How do I write a unix filter in python?

Question

I want to write a program that reads stdin (unbuffered) and writes stdout (unbuffered) doing some trivial char-by-char transformation. For the sake of the example let's say I want to remove all chars x from stdin.

Answer 1

Read from sys.stdin and write to sys.stdout (or use print). Your example program:

import sys

for line in sys.stdin:
    print line.replace("x", ""),

There isn't a standard way to make stdin unbuffered, and you don't want that. Let the OS buffer it.

Answer 2

I don't know exactly what you mean by buffered in this context, but it is pretty simple to do what you are asking...

so_gen.py (generating a constant stream that we can watch):

import time
import sys
while True:
    for char in 'abcdefx':
        sys.stdout.write(char)
        sys.stdout.flush()
        time.sleep(0.1)

so_filter.py (doing what you ask):

import sys
while True:
    char = sys.stdin.read(1)
    if not char:
        break
    if char != 'x':
        sys.stdout.write(char)
        sys.stdout.flush()

Try running python so_gen.py | python so_filter.py to see what it does.

Answer 3

You can use the fileinput class, which lets you process inputs like the Perl diamond operator would.
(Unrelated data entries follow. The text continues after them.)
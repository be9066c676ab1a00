//! # Interval Predicates
//!
//! Pure functions answering step/skip/unison/consonance questions about
//! pairs of notes.
//!
//! ## Quality from two integers
//! A note carries its continuous scale degree (generic size) and a chromatic
//! pitch in semitones (exact size). Quality falls out of the pair: a fourth
//! spanning 5 semitones is perfect, one spanning 6 is augmented. The
//! predicates here never consult key or spelling; those live outside the
//! core.
//!
//! ## Linear consonance
//! The melodically consonant skips are the minor/major third (3, 4), the
//! perfect fourth (5), the perfect fifth (7), the minor/major sixth (8, 9),
//! and the octave (12). Everything else within the octave is a dissonant
//! skip; anything beyond the octave is a compound leap.

use crate::note::Note;

/// Generic (diatonic) interval size: 0 = unison, 1 = step, 2 = third, ...
pub fn generic(a: &Note, b: &Note) -> i32 {
    (b.csd.value - a.csd.value).abs()
}

/// Exact interval size in semitones.
pub fn semitones(a: &Note, b: &Note) -> i32 {
    (b.pitch - a.pitch).abs()
}

/// A diatonic step: generic second of one or two semitones.
pub fn is_diatonic_step(a: &Note, b: &Note) -> bool {
    generic(a, b) == 1 && matches!(semitones(a, b), 1 | 2)
}

/// A directed diatonic step upward from `a` to `b`.
pub fn is_step_up(a: &Note, b: &Note) -> bool {
    is_diatonic_step(a, b) && b.csd.value > a.csd.value
}

/// A directed diatonic step downward from `a` to `b`.
pub fn is_step_down(a: &Note, b: &Note) -> bool {
    is_diatonic_step(a, b) && b.csd.value < a.csd.value
}

/// A linear unison: same scale degree, same pitch.
pub fn is_linear_unison(a: &Note, b: &Note) -> bool {
    generic(a, b) == 0 && semitones(a, b) == 0
}

/// True when the two notes sit on the same continuous scale degree.
pub fn is_same_degree(a: &Note, b: &Note) -> bool {
    a.csd.value == b.csd.value
}

/// A melodically consonant skip within the octave.
pub fn is_consonant_skip(a: &Note, b: &Note) -> bool {
    generic(a, b) >= 2 && matches!(semitones(a, b), 3 | 4 | 5 | 7 | 8 | 9 | 12)
}

/// A skip within the octave that is not a linear consonance (tritone,
/// seventh, or any augmented/diminished size).
pub fn is_dissonant_skip(a: &Note, b: &Note) -> bool {
    generic(a, b) >= 2 && !is_compound_leap(a, b) && !is_consonant_skip(a, b)
}

/// A leap exceeding the octave.
pub fn is_compound_leap(a: &Note, b: &Note) -> bool {
    semitones(a, b) > 12 || generic(a, b) > 7
}

/// Interval permissible as the outer leap of a leveling branch: a step or
/// any linear consonance.
pub fn is_permissible_span(a: &Note, b: &Note) -> bool {
    is_diatonic_step(a, b) || is_linear_unison(a, b) || is_consonant_skip(a, b)
}
//! Wire types for the FinSense backend.

use std::collections::BTreeMap;

use chrono::NaiveDateTime;
use serde::{Deserialize, Serialize};
use serde_json::Value;

/// Bearer token grant returned by the login endpoint.
#[derive(Debug, Clone, Deserialize)]
pub struct TokenGrant {
    pub access_token: String,
    pub token_type: String,
}

/// Backend user record, also cached in the session store.
#[derive(Debug, Clone, PartialEq, Serialize, Deserialize)]
pub struct UserProfile {
    pub id: i64,
    pub email: String,
    pub username: String,
    pub full_name: String,
    pub is_active: bool,
    pub created_at: NaiveDateTime,
}

/// Assistant answer to one chat question.
#[derive(Debug, Clone, Deserialize)]
pub struct ChatReply {
    pub response: String,
}

/// One classified transaction row from the uploaded statements.
#[derive(Debug, Clone, Deserialize)]
pub struct ClassifiedTransaction {
    pub text: String,
    pub category: String,
    pub confidence: String,
}

/// Result of a budget forecast submission.
///
/// All fields are optional; the backend omits sections it could not produce.
/// Displayed once per submission, never persisted.
#[derive(Debug, Clone, Default, Deserialize)]
pub struct BudgetReport {
    /// Base64-encoded PNG of the forecast chart
    pub image_data: Option<String>,
    /// Allocated amount per spending category
    pub budget: Option<BTreeMap<String, f64>>,
    /// Forecast figures for the coming month
    pub forecast: Option<BTreeMap<String, Value>>,
    /// Free-form summary produced by the forecasting model
    pub summary: Option<BTreeMap<String, Value>>,
    /// Per-transaction classification rows
    pub results: Option<Vec<ClassifiedTransaction>>,
}
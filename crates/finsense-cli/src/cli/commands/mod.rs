pub mod auth;
pub mod budget;
pub mod chat;
pub mod config;
//! HTTP client for the FinSense backend.
//!
//! Wraps every network call, attaching the stored bearer token where the
//! backend expects one and converting failures into [`ApiError`]s. On any
//! authentication-failure response the stored session is erased before the
//! error propagates, so a rejected token can never go stale on disk.
//!
//! The token-attach step ([`ApiClient::bearer`]) and the failure cleanup
//! ([`ApiClient::on_auth_failure`]) are explicit methods rather than hidden
//! global hooks, so each can be exercised in isolation.

use std::path::{Path, PathBuf};
use std::time::Duration;

use anyhow::{Context, Result};
use serde::de::DeserializeOwned;

use super::endpoints;
use super::error::{ApiError, ApiErrorKind};
use super::types::{BudgetReport, ChatReply, TokenGrant, UserProfile};
use crate::config::Config;
use crate::session::store::SessionStore;

/// Default base URL of the backend.
pub const DEFAULT_BASE_URL: &str = "http://localhost:8000";

/// API client with per-operation-class timeouts.
pub struct ApiClient {
    base_url: String,
    store_path: PathBuf,
    http: reqwest::Client,
    auth_timeout: Duration,
    chat_timeout: Duration,
    budget_timeout: Duration,
}

impl ApiClient {
    /// Creates a client from config, using the default session store path.
    pub fn new(config: &Config) -> Result<Self> {
        Self::with_store_path(config, SessionStore::default_path())
    }

    /// Creates a client with an explicit session store path.
    pub fn with_store_path(config: &Config, store_path: PathBuf) -> Result<Self> {
        let base_url = Self::resolve_base_url(&config.base_url)?;

        Ok(Self {
            base_url,
            store_path,
            http: reqwest::Client::new(),
            auth_timeout: config.auth_timeout(),
            chat_timeout: config.chat_timeout(),
            budget_timeout: config.budget_timeout(),
        })
    }

    /// Resolves the base URL with precedence: env > config > default.
    /// Validates that the URL is well-formed.
    fn resolve_base_url(config_base_url: &str) -> Result<String> {
        if let Ok(env_url) = std::env::var("FINSENSE_BASE_URL") {
            let trimmed = env_url.trim();
            if !trimmed.is_empty() {
                Self::validate_url(trimmed)?;
                return Ok(trimmed.to_string());
            }
        }

        let trimmed = config_base_url.trim();
        if !trimmed.is_empty() {
            Self::validate_url(trimmed)?;
            return Ok(trimmed.to_string());
        }

        Ok(DEFAULT_BASE_URL.to_string())
    }

    /// Validates that a URL is well-formed.
    fn validate_url(url: &str) -> Result<()> {
        url::Url::parse(url).with_context(|| format!("Invalid backend base URL: {}", url))?;
        Ok(())
    }

    /// Returns the path of the session store this client reads from.
    pub fn store_path(&self) -> &Path {
        &self.store_path
    }

    // --- operations ------------------------------------------------------

    /// Signs in with username/password. Unauthenticated; the caller owns
    /// persisting the returned token.
    pub async fn login(&self, username: &str, password: &str) -> Result<TokenGrant, ApiError> {
        let username = username.trim();
        if username.is_empty() || password.is_empty() {
            return Err(ApiError::validation("username and password are required"));
        }

        tracing::debug!(path = endpoints::LOGIN, "login request");
        let response = self
            .http
            .post(self.url(endpoints::LOGIN))
            .timeout(self.auth_timeout)
            .json(&serde_json::json!({
                "username": username,
                "password": password,
            }))
            .send()
            .await
            .map_err(Self::classify_send_error)?;

        self.decode(response).await
    }

    /// Creates an account. Unauthenticated; returns the backend's user record.
    pub async fn register(
        &self,
        email: &str,
        username: &str,
        full_name: &str,
        password: &str,
    ) -> Result<UserProfile, ApiError> {
        let email = email.trim();
        let username = username.trim();
        let full_name = full_name.trim();
        if email.is_empty() || username.is_empty() || full_name.is_empty() || password.is_empty() {
            return Err(ApiError::validation(
                "email, username, full name, and password are required",
            ));
        }

        tracing::debug!(path = endpoints::REGISTER, "register request");
        let response = self
            .http
            .post(self.url(endpoints::REGISTER))
            .timeout(self.auth_timeout)
            .json(&serde_json::json!({
                "email": email,
                "username": username,
                "full_name": full_name,
                "password": password,
            }))
            .send()
            .await
            .map_err(Self::classify_send_error)?;

        self.decode(response).await
    }

    /// Fetches the signed-in user record. Requires a stored token.
    pub async fn get_profile(&self) -> Result<UserProfile, ApiError> {
        let Some(token) = self.stored_token() else {
            return Err(ApiError::auth("not signed in"));
        };

        tracing::debug!(path = endpoints::PROFILE, "profile request");
        let response = self
            .http
            .get(self.url(endpoints::PROFILE))
            .timeout(self.auth_timeout)
            .bearer_auth(token)
            .send()
            .await
            .map_err(Self::classify_send_error)?;

        self.decode(response).await
    }

    /// Asks the assistant a question. Anonymous questions are allowed;
    /// protected questions come back as an auth failure.
    pub async fn send_message(&self, text: &str) -> Result<ChatReply, ApiError> {
        let text = text.trim();
        if text.is_empty() {
            return Err(ApiError::validation("question must not be empty"));
        }

        tracing::debug!(path = endpoints::CHAT, "chat request");
        let request = self
            .http
            .post(self.url(endpoints::CHAT))
            .timeout(self.chat_timeout)
            .json(&serde_json::json!({ "text": text }));

        let response = self
            .bearer(request)
            .send()
            .await
            .map_err(Self::classify_send_error)?;

        self.decode(response).await
    }

    /// Uploads transaction statements and generates a budget forecast.
    /// Authenticated-only; the heaviest operation, with the longest timeout.
    pub async fn predict_budget(
        &self,
        files: &[PathBuf],
        income: &str,
        savings_target: &str,
    ) -> Result<BudgetReport, ApiError> {
        if files.is_empty() {
            return Err(ApiError::validation(
                "at least one statement file is required",
            ));
        }
        let income = income.trim();
        let savings_target = savings_target.trim();
        if income.parse::<f64>().is_err() {
            return Err(ApiError::validation("income must be a number"));
        }
        if savings_target.parse::<f64>().is_err() {
            return Err(ApiError::validation("savings target must be a number"));
        }
        let Some(token) = self.stored_token() else {
            return Err(ApiError::auth("budget forecasting requires signing in"));
        };

        let mut form = reqwest::multipart::Form::new()
            .text("income", income.to_string())
            .text("saving_amt", savings_target.to_string());
        for path in files {
            let bytes = std::fs::read(path).map_err(|e| {
                ApiError::validation(format!("failed to read {}: {}", path.display(), e))
            })?;
            let file_name = path
                .file_name()
                .map(|n| n.to_string_lossy().into_owned())
                .unwrap_or_else(|| "statement.xlsx".to_string());
            form = form.part(
                "files",
                reqwest::multipart::Part::bytes(bytes).file_name(file_name),
            );
        }

        tracing::debug!(
            path = endpoints::PREDICT_BUDGET,
            files = files.len(),
            "budget request"
        );
        let response = self
            .http
            .post(self.url(endpoints::PREDICT_BUDGET))
            .timeout(self.budget_timeout)
            .bearer_auth(token)
            .multipart(form)
            .send()
            .await
            .map_err(Self::classify_send_error)?;

        self.decode(response).await
    }

    /// Downloads the classification spreadsheet from the last forecast.
    pub async fn download_classification(&self) -> Result<Vec<u8>, ApiError> {
        self.download(endpoints::DOWNLOAD_CLASSIFICATION).await
    }

    /// Downloads the budget spreadsheet from the last forecast.
    pub async fn download_budget(&self) -> Result<Vec<u8>, ApiError> {
        self.download(endpoints::DOWNLOAD_BUDGET).await
    }

    async fn download(&self, path: &str) -> Result<Vec<u8>, ApiError> {
        let Some(token) = self.stored_token() else {
            return Err(ApiError::auth("downloads require signing in"));
        };

        tracing::debug!(path, "download request");
        let response = self
            .http
            .post(self.url(path))
            .timeout(self.auth_timeout)
            .bearer_auth(token)
            .send()
            .await
            .map_err(Self::classify_send_error)?;

        let status = response.status();
        if !status.is_success() {
            let body = response.text().await.unwrap_or_default();
            return Err(self.failure(status.as_u16(), &body));
        }

        let bytes = response
            .bytes()
            .await
            .map_err(|e| ApiError::network(format!("failed to read response body: {}", e)))?;
        Ok(bytes.to_vec())
    }

    // --- cross-cutting steps ---------------------------------------------

    /// Attaches `Authorization: Bearer <token>` when a token is stored,
    /// leaves the request untouched otherwise.
    fn bearer(&self, builder: reqwest::RequestBuilder) -> reqwest::RequestBuilder {
        match SessionStore::stored_token_at(&self.store_path) {
            Ok(Some(token)) => builder.bearer_auth(token),
            Ok(None) => builder,
            Err(e) => {
                tracing::warn!("failed to read session store: {e:#}");
                builder
            }
        }
    }

    fn stored_token(&self) -> Option<String> {
        SessionStore::stored_token_at(&self.store_path)
            .inspect_err(|e| tracing::warn!("failed to read session store: {e:#}"))
            .ok()
            .flatten()
    }

    /// Checks the status and decodes the body, routing failures through
    /// [`Self::failure`].
    async fn decode<T: DeserializeOwned>(
        &self,
        response: reqwest::Response,
    ) -> Result<T, ApiError> {
        let status = response.status();
        if !status.is_success() {
            let body = response.text().await.unwrap_or_default();
            return Err(self.failure(status.as_u16(), &body));
        }

        response.json().await.map_err(|e| ApiError {
            kind: ApiErrorKind::Backend,
            status: Some(status.as_u16()),
            message: format!("failed to decode response: {}", e),
            detail: None,
        })
    }

    /// Converts a failure response into an [`ApiError`], erasing the stored
    /// session first when the failure is an authentication one.
    fn failure(&self, status: u16, body: &str) -> ApiError {
        let err = ApiError::from_status(status, body);
        if err.requires_auth() {
            self.on_auth_failure();
        }
        err
    }

    /// Authentication-failure cleanup: erases both stored entries.
    /// Must stay in lockstep with `SessionManager::logout`; the two are
    /// triggers for the same state transition.
    fn on_auth_failure(&self) {
        match SessionStore::clear_at(&self.store_path) {
            Ok(true) => tracing::debug!("stored session cleared after auth failure"),
            Ok(false) => {}
            Err(e) => tracing::warn!("failed to clear session after auth failure: {e:#}"),
        }
    }

    fn classify_send_error(err: reqwest::Error) -> ApiError {
        if err.is_timeout() {
            ApiError::network(format!("request timed out: {}", err))
        } else {
            ApiError::network(format!("request failed: {}", err))
        }
    }

    fn url(&self, path: &str) -> String {
        format!("{}{}", self.base_url, path)
    }
}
From the docs:

import fileinput
for line in fileinput.input():
    process(line)

where process does something like print line.replace('x','').

You can follow this StackOverflow question for how to unbuffer stdout. Or you can just call sys.stdout.flush() after each print.

Answer 4

Use the -u switch for the python interpreter to make all reads and writes unbuffered. Similar to setting $| = true; in Perl. Then proceed as you would, reading a line modifying it and then printing it. sys.stdout.flush() not required.

#!/path/to/python -u

import sys

for line in sys.stdin:
    process_line(line)